Screen of 250,000 species reveals unexpected tweaks to genetic code

Dan Robitzski
The Scientist
Tue, 09 Nov 2021 12:00 UTC

A massive screen of bacterial and archaeal genomes revealed five previously unknown instances where an organism uses an alternate code to translate genetic blueprints into proteins.

The genetic code that dictates how genetic information is translated into specific proteins is less rigid than scientists have long assumed, according to research published today (November 9) in eLife. In the paper, scientists report screening the genomes of more than 250,000 species of bacteria and archaea and finding five organisms that rely on an alternate genetic code, signifying branches in evolutionary history that haven't been fully explained.

The genetic code refers to how sequences of DNA nucleotide bases lead to specific chains of amino acids during the process of protein synthesis. To perform this synthesis, ribosomes read strands of mRNA — copies of bits of the organism's genome — in chunks of three bases at a time.

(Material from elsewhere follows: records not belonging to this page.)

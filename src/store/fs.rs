//! Directory-backed stores used by the command line.
//!
//! Layout under the root directory:
//!
//! ```text
//! imports/<id>/record.json    import record
//! imports/<id>/columns.json   column descriptors, header order
//! imports/<id>/rows/count.json       number of stored rows
//! imports/<id>/rows/<segment>.json   rows with index in [segment * 500, segment * 500 + 500)
//! edits/<id>.jsonl            append-only cell edit log
//! blobs/<org>/<id>/<file>     uploaded bytes
//! ```
//!
//! Rows are addressed by their index, so reading a page or a cell loads only
//! the segments it overlaps, and inserting a batch rewrites only the segments
//! the batch lands in. Access is serialised within one process only.

use std::{
    collections::BTreeMap,
    fs::{self, File, OpenOptions},
    io::{BufRead, BufReader, BufWriter, ErrorKind, Write},
    path::{Component, Path, PathBuf},
    sync::{Mutex, MutexGuard},
};

use serde::{Serialize, de::DeserializeOwned};
use uuid::Uuid;

use super::{
    BlobStore, RecordStore, StoreError, StoreResult, swap_cell, version_conflict,
};
use crate::{
    data::Value,
    model::{CellEdit, ImportRecord, Row},
    schema::ColumnDescriptor,
};

const RECORD_FILE: &str = "record.json";
const COLUMNS_FILE: &str = "columns.json";
const ROWS_DIR: &str = "rows";
const ROW_COUNT_FILE: &str = "count.json";
/// Rows per segment file.
pub(crate) const SEGMENT_ROWS: usize = 500;

#[derive(Debug)]
pub struct FsRecordStore {
    root: PathBuf,
    guard: Mutex<()>,
}

impl FsRecordStore {
    pub fn open(root: impl Into<PathBuf>) -> StoreResult<Self> {
        let root = root.into();
        fs::create_dir_all(root.join("imports"))?;
        fs::create_dir_all(root.join("edits"))?;
        Ok(Self {
            root,
            guard: Mutex::new(()),
        })
    }

    fn lock(&self) -> StoreResult<MutexGuard<'_, ()>> {
        self.guard
            .lock()
            .map_err(|_| StoreError::Backend("record store lock poisoned".to_string()))
    }

    fn import_dir(&self, id: Uuid) -> PathBuf {
        self.root.join("imports").join(id.to_string())
    }

    fn edits_path(&self, id: Uuid) -> PathBuf {
        self.root.join("edits").join(format!("{id}.jsonl"))
    }

    fn load_record(&self, id: Uuid) -> StoreResult<ImportRecord> {
        read_json(&self.import_dir(id).join(RECORD_FILE))?
            .ok_or_else(|| StoreError::NotFound(format!("import {id}")))
    }

    fn ensure_import(&self, id: Uuid) -> StoreResult<()> {
        if self.import_dir(id).join(RECORD_FILE).is_file() {
            Ok(())
        } else {
            Err(StoreError::NotFound(format!("import {id}")))
        }
    }

    fn rows_dir(&self, id: Uuid) -> PathBuf {
        self.import_dir(id).join(ROWS_DIR)
    }

    fn segment_path(&self, id: Uuid, segment: usize) -> PathBuf {
        self.rows_dir(id).join(format!("{segment}.json"))
    }

    fn load_segment(&self, id: Uuid, segment: usize) -> StoreResult<Vec<Row>> {
        Ok(read_json(&self.segment_path(id, segment))?.unwrap_or_default())
    }

    fn load_row_count(&self, id: Uuid) -> StoreResult<usize> {
        Ok(read_json(&self.rows_dir(id).join(ROW_COUNT_FILE))?.unwrap_or_default())
    }
}

impl RecordStore for FsRecordStore {
    fn create_import(&self, record: &ImportRecord) -> StoreResult<()> {
        let _guard = self.lock()?;
        let dir = self.import_dir(record.id);
        if dir.join(RECORD_FILE).exists() {
            return Err(StoreError::Conflict(format!(
                "import {} already exists",
                record.id
            )));
        }
        fs::create_dir_all(&dir)?;
        write_json(&dir.join(RECORD_FILE), record)
    }

    fn get_import(&self, id: Uuid) -> StoreResult<ImportRecord> {
        let _guard = self.lock()?;
        self.load_record(id)
    }

    fn update_import(&self, record: &ImportRecord) -> StoreResult<ImportRecord> {
        let _guard = self.lock()?;
        let stored = self.load_record(record.id)?;
        if stored.version != record.version {
            return Err(version_conflict(record, stored.version));
        }
        let mut next = record.clone();
        next.version += 1;
        write_json(&self.import_dir(record.id).join(RECORD_FILE), &next)?;
        Ok(next)
    }

    fn list_imports(&self, organization_id: &str) -> StoreResult<Vec<ImportRecord>> {
        let _guard = self.lock()?;
        let mut records = Vec::new();
        for entry in fs::read_dir(self.root.join("imports"))? {
            let entry = entry?;
            if !entry.file_type()?.is_dir() {
                continue;
            }
            let path = entry.path().join(RECORD_FILE);
            if let Some(record) = read_json::<ImportRecord>(&path)?
                && record.organization_id == organization_id
            {
                records.push(record);
            }
        }
        records.sort_by(|a, b| b.created_at.cmp(&a.created_at));
        Ok(records)
    }

    fn delete_import(&self, id: Uuid) -> StoreResult<()> {
        let _guard = self.lock()?;
        self.ensure_import(id)?;
        fs::remove_dir_all(self.import_dir(id))?;
        Ok(())
    }

    fn insert_columns(&self, import_id: Uuid, columns: &[ColumnDescriptor]) -> StoreResult<()> {
        let _guard = self.lock()?;
        self.ensure_import(import_id)?;
        let path = self.import_dir(import_id).join(COLUMNS_FILE);
        let mut existing: Vec<ColumnDescriptor> = read_json(&path)?.unwrap_or_default();
        existing.extend_from_slice(columns);
        write_json(&path, &existing)
    }

    fn list_columns(&self, import_id: Uuid) -> StoreResult<Vec<ColumnDescriptor>> {
        let _guard = self.lock()?;
        Ok(read_json(&self.import_dir(import_id).join(COLUMNS_FILE))?.unwrap_or_default())
    }

    fn insert_rows(&self, import_id: Uuid, rows: &[Row]) -> StoreResult<()> {
        let _guard = self.lock()?;
        self.ensure_import(import_id)?;
        fs::create_dir_all(self.rows_dir(import_id))?;
        let mut by_segment: BTreeMap<usize, Vec<&Row>> = BTreeMap::new();
        for row in rows {
            by_segment
                .entry(row.index / SEGMENT_ROWS)
                .or_default()
                .push(row);
        }
        for (segment, incoming) in by_segment {
            let mut stored = self.load_segment(import_id, segment)?;
            stored.extend(incoming.into_iter().cloned());
            write_json(&self.segment_path(import_id, segment), &stored)?;
        }
        let count = self.load_row_count(import_id)? + rows.len();
        write_json(&self.rows_dir(import_id).join(ROW_COUNT_FILE), &count)
    }

    fn count_rows(&self, import_id: Uuid) -> StoreResult<usize> {
        let _guard = self.lock()?;
        self.load_row_count(import_id)
    }

    fn fetch_rows(&self, import_id: Uuid, offset: usize, limit: usize) -> StoreResult<Vec<Row>> {
        let _guard = self.lock()?;
        let end = offset.saturating_add(limit).min(self.load_row_count(import_id)?);
        if offset >= end {
            return Ok(Vec::new());
        }
        let mut rows = Vec::with_capacity(end - offset);
        for segment in offset / SEGMENT_ROWS..=(end - 1) / SEGMENT_ROWS {
            rows.extend(
                self.load_segment(import_id, segment)?
                    .into_iter()
                    .filter(|row| (offset..end).contains(&row.index)),
            );
        }
        rows.sort_by_key(|row| row.index);
        Ok(rows)
    }

    fn get_row(&self, import_id: Uuid, row_index: usize) -> StoreResult<Row> {
        let _guard = self.lock()?;
        self.load_segment(import_id, row_index / SEGMENT_ROWS)?
            .into_iter()
            .find(|row| row.index == row_index)
            .ok_or_else(|| StoreError::NotFound(format!("row {row_index} of import {import_id}")))
    }

    fn update_cell(
        &self,
        import_id: Uuid,
        row_index: usize,
        column: usize,
        expected: Option<&Value>,
        value: Option<Value>,
    ) -> StoreResult<()> {
        let _guard = self.lock()?;
        let segment = row_index / SEGMENT_ROWS;
        let mut rows = self.load_segment(import_id, segment)?;
        let row = rows
            .iter_mut()
            .find(|row| row.index == row_index)
            .ok_or_else(|| StoreError::NotFound(format!("row {row_index} of import {import_id}")))?;
        swap_cell(row, import_id, column, expected, value)?;
        write_json(&self.segment_path(import_id, segment), &rows)
    }

    fn append_edit(&self, edit: &CellEdit) -> StoreResult<()> {
        let _guard = self.lock()?;
        let mut file = OpenOptions::new()
            .create(true)
            .append(true)
            .open(self.edits_path(edit.import_id))?;
        let mut line = serde_json::to_vec(edit)?;
        line.push(b'\n');
        file.write_all(&line)?;
        file.sync_data()?;
        Ok(())
    }

    fn list_edits(&self, import_id: Uuid) -> StoreResult<Vec<CellEdit>> {
        let _guard = self.lock()?;
        let file = match File::open(self.edits_path(import_id)) {
            Ok(file) => file,
            Err(err) if err.kind() == ErrorKind::NotFound => return Ok(Vec::new()),
            Err(err) => return Err(err.into()),
        };
        let mut edits = Vec::new();
        for line in BufReader::new(file).lines() {
            let line = line?;
            if line.trim().is_empty() {
                continue;
            }
            edits.push(serde_json::from_str(&line)?);
        }
        Ok(edits)
    }
}

#[derive(Debug)]
pub struct FsBlobStore {
    root: PathBuf,
}

impl FsBlobStore {
    pub fn open(root: impl Into<PathBuf>) -> StoreResult<Self> {
        let root = root.into().join("blobs");
        fs::create_dir_all(&root)?;
        Ok(Self { root })
    }

    fn resolve(&self, path: &str) -> StoreResult<PathBuf> {
        let relative = Path::new(path);
        let safe = relative
            .components()
            .all(|component| matches!(component, Component::Normal(_)));
        if !safe || path.is_empty() {
            return Err(StoreError::Backend(format!(
                "blob path '{path}' must be relative and free of '..'"
            )));
        }
        Ok(self.root.join(relative))
    }
}

impl BlobStore for FsBlobStore {
    fn put(&self, path: &str, bytes: &[u8]) -> StoreResult<()> {
        let target = self.resolve(path)?;
        if let Some(parent) = target.parent() {
            fs::create_dir_all(parent)?;
        }
        fs::write(target, bytes)?;
        Ok(())
    }

    fn get(&self, path: &str) -> StoreResult<Vec<u8>> {
        let target = self.resolve(path)?;
        fs::read(&target).map_err(|err| match err.kind() {
            ErrorKind::NotFound => StoreError::NotFound(format!("blob '{path}'")),
            _ => StoreError::Io(err),
        })
    }

    fn delete(&self, path: &str) -> StoreResult<()> {
        let target = self.resolve(path)?;
        match fs::remove_file(target) {
            Ok(()) => Ok(()),
            Err(err) if err.kind() == ErrorKind::NotFound => Ok(()),
            Err(err) => Err(err.into()),
        }
    }
}

fn read_json<T: DeserializeOwned>(path: &Path) -> StoreResult<Option<T>> {
    match File::open(path) {
        Ok(file) => Ok(Some(serde_json::from_reader(BufReader::new(file))?)),
        Err(err) if err.kind() == ErrorKind::NotFound => Ok(None),
        Err(err) => Err(err.into()),
    }
}

/// Writes through a sibling temp file so readers never observe a torn file.
fn write_json<T: Serialize + ?Sized>(path: &Path, value: &T) -> StoreResult<()> {
    let tmp = path.with_extension("json.tmp");
    {
        let mut writer = BufWriter::new(File::create(&tmp)?);
        serde_json::to_writer(&mut writer, value)?;
        writer.flush()?;
    }
    fs::rename(&tmp, path)?;
    Ok(())
}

Each three-base sequence, known as a codon, binds to a specific transfer RNA (tRNA) that ferries a corresponding amino acid to the ribosome to the added to the protein chain. An organism with an alternate genetic code, like the five new instances that the study authors found, has codons that correspond to different amino acids than they would in the standard genetic code employed by the vast majority of known life forms.

"The genetic code has been set in stone for 3 billion years," study coauthor Yekaterina Shulgina, a Harvard University graduate student in systems biology, tells The Scientist. "The fact that some organisms have found a way to change it is really fascinating to me. Changing the genetic code requires changing ancient, important molecules like tRNAs that are so fundamental to how biology works."

As such, the code was thought to be largely preserved across all forms of life, with scientists finding the occasional exception during the past several decades of research. In addition to finding five new alternate genetic codes, the team also verified seven others that had been discovered one-by-one in the past, bringing the total number of known exceptions in bacteria to 12.

"I'm pleased to see that all of the results that we had so far came out in [the new paper]," Yale University biochemist Dieter Söll, who didn't work on the study, tells The Scientist. Söll has been studying the evolution of the genetic code for decades and was the first to find an alternate genetic code in bacteria. The team's methodology was "very good," he says — especially because of how it illustrates that "the genetic code is exceedingly flexible."

"To re-find everything that we already knew and to double the number of known reassignments" was particularly impressive, says University College Dublin genomic evolution professor Kenneth Wolfe, who also didn't work on the study. "What they're looking for is really rare."

Shulgina and study coauthor Sean Eddy, a biologist at Harvard and a Howard Hughes Medical Institute investigator, developed an algorithm called Codetta — named after the Rosetta Stone — that can screen an organism's genome and predict which amino acids its codons will add into a given protein. The algorithm quickly screens a genome and compares it to the organism's proteins in a database called Pfam. If enough variations from the standard code appear in a consistent manner, Codetta flags the organism as potentially using an alternate amino acid for a particular codon. From there, researchers can experimentally validate its work by looking for the predicted tRNA in the organism.

Codetta excels at finding genetic codes that are nearly the same as the standard. For example, all of the newly-discovered reassignments affect arginine, which is normally encoded by the codons AGG, CGA, and CGG. In some of the newly-discovered alternate genetic codes, these codons are reassigned to the amino acid tryptophan, which is already associated with the similar codon TGG.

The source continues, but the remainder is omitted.